Meskipun rasio hutang terhadap PDB turun dari 57 % pada tahun 2004 menjadi 32% pada 2009 ("Menkeu: Isu Utang ada di Semua Negara" Kompas Mobile diakses 15/6/09 pkl 04:15) akan tetapi itu tidak berkorelasi langsung dengan kesejahteraan rakyat, mengapa? Pertama besaran PDB tidak otomatis menunjukkan pemerataan oleh karena itu penurunan rasio hutang tidak otomatis meningkatkan kesejahteraan rakyat. Kedua, hilangnya kesempatan untuk menyejahterakan rakyat yang tidak tergantikan. Hilangnya kesempatan itu karena penerimaan pajak dipakai untuk membayar hutang. Di sini menunjukkan bahwa pengambil kebijakan publik tidak memahami nilai waktu dari uang. Tentu saja yang dimaksud waktu di sini adalah waktu milik publik bukan orang per orang pemilik modal.

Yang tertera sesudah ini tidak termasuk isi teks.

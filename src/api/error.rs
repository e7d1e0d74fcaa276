use axum::{
    Json,
    http::StatusCode,
    response::{IntoResponse, Response},
};
use std::fmt;

use super::ApiResponse;
use crate::domain::FlagKeyError;
use crate::services::{AuthError, FlagError, SettingsError, ShowError};

#[derive(Debug)]
pub enum ApiError {
    NotFound(String),

    DatabaseError(String),

    ExternalApiError { service: String, message: String },

    ValidationError(String),

    Conflict(String),

    InternalError(String),

    Unauthorized(String),
}

impl fmt::Display for ApiError {
    fn fmt(&self, f: &mut fmt::Formatter<'_>) -> fmt::Result {
        match self {
            ApiError::NotFound(msg) => write!(f, "Not found: {}", msg),
            ApiError::DatabaseError(msg) => write!(f, "Database error: {}", msg),
            ApiError::ExternalApiError { service, message } => {
                write!(f, "{} error: {}", service, message)
            }
            ApiError::ValidationError(msg) => write!(f, "Validation error: {}", msg),
            ApiError::Conflict(msg) => write!(f, "Conflict: {}", msg),
            ApiError::InternalError(msg) => write!(f, "Internal error: {}", msg),
            ApiError::Unauthorized(msg) => write!(f, "Unauthorized: {}", msg),
        }
    }
}

impl std::error::Error for ApiError {}

impl IntoResponse for ApiError {
    fn into_response(self) -> Response {
        let (status, error_message) = match &self {
            ApiError::NotFound(msg) => (StatusCode::NOT_FOUND, msg.clone()),
            ApiError::DatabaseError(msg) => {
                tracing::error!("Database error: {}", msg);
                (
                    StatusCode::INTERNAL_SERVER_ERROR,
                    "A database error occurred".to_string(),
                )
            }
            ApiError::ExternalApiError { service, message } => {
                tracing::warn!("{} API error: {}", service, message);
                (
                    StatusCode::BAD_GATEWAY,
                    format!("{} service is unavailable", service),
                )
            }
            ApiError::ValidationError(msg) => (StatusCode::BAD_REQUEST, msg.clone()),
            ApiError::Conflict(msg) => (StatusCode::CONFLICT, msg.clone()),
            ApiError::InternalError(msg) => {
                tracing::error!("Internal error: {}", msg);
                (
                    StatusCode::INTERNAL_SERVER_ERROR,
                    "An internal error occurred".to_string(),
                )
            }
            ApiError::Unauthorized(msg) => (StatusCode::UNAUTHORIZED, msg.clone()),
        };

        let body = ApiResponse::<()>::error(error_message);
        (status, Json(body)).into_response()
    }
}

impl From<anyhow::Error> for ApiError {
    fn from(err: anyhow::Error) -> Self {
        ApiError::InternalError(err.to_string())
    }
}

impl From<FlagKeyError> for ApiError {
    fn from(err: FlagKeyError) -> Self {
        ApiError::ValidationError(err.to_string())
    }
}

impl From<FlagError> for ApiError {
    fn from(err: FlagError) -> Self {
        match err {
            FlagError::Database(msg) => ApiError::DatabaseError(msg),
        }
    }
}

impl From<ShowError> for ApiError {
    fn from(err: ShowError) -> Self {
        match err {
            ShowError::NotFound(id) => ApiError::not_found("Show", id),
            ShowError::ProviderNotFound(tmdb_id) => {
                ApiError::NotFound(format!("TMDB show {tmdb_id} not found"))
            }
            ShowError::AlreadyExists(_) => ApiError::Conflict(err.to_string()),
            ShowError::Validation(msg) => ApiError::ValidationError(msg),
            ShowError::ExternalApi { service, message } => {
                ApiError::ExternalApiError { service, message }
            }
            ShowError::Database(msg) => ApiError::DatabaseError(msg),
        }
    }
}

impl From<AuthError> for ApiError {
    fn from(err: AuthError) -> Self {
        match err {
            AuthError::InvalidCredentials => {
                ApiError::Unauthorized("Invalid credentials".to_string())
            }
            AuthError::UserNotFound => ApiError::Unauthorized("User not found".to_string()),
            AuthError::Validation(msg) => ApiError::ValidationError(msg),
            AuthError::Database(msg) => ApiError::DatabaseError(msg),
            AuthError::Internal(msg) => ApiError::InternalError(msg),
        }
    }
}

impl From<SettingsError> for ApiError {
    fn from(err: SettingsError) -> Self {
        match err {
            SettingsError::UserNotFound(id) => ApiError::not_found("User", id),
            SettingsError::Database(msg) => ApiError::DatabaseError(msg),
        }
    }
}

impl ApiError {
    pub fn not_found(resource: &str, id: impl fmt::Display) -> Self {
        ApiError::NotFound(format!("{} {} not found", resource, id))
    }

    pub fn validation(msg: impl Into<String>) -> Self {
        ApiError::ValidationError(msg.into())
    }

    pub fn internal(msg: impl Into<String>) -> Self {
        ApiError::InternalError(msg.into())
    }
}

Ukuran rasio hutang terhadap PDB itu dipakai oleh kreditur untuk mempertimbangkan pemberian pinjaman berikutnya, tidak ada korelasinya dengan peningkatan kesejahteraan rakyat.

Oleh karena itu upaya untuk menghapus hutang atau paling tidak menguranginya secara signifikan harus dilakukan. Untuk itu selain diperlukan political will pemerintah juga perlu suatu paradigma baru. Menurut saya nyali untuk menghapus hutang itu banyak tergantung pada suatu paradigma. Berikut ini saya kutipkan makalah saya yang berjudul: "Mengentaskan Kemiskinan dengan Paradigma Baru Demokrasi Ekonomi" yang masuk 10 besar lomba karya tulis LP3ES tahun 2005.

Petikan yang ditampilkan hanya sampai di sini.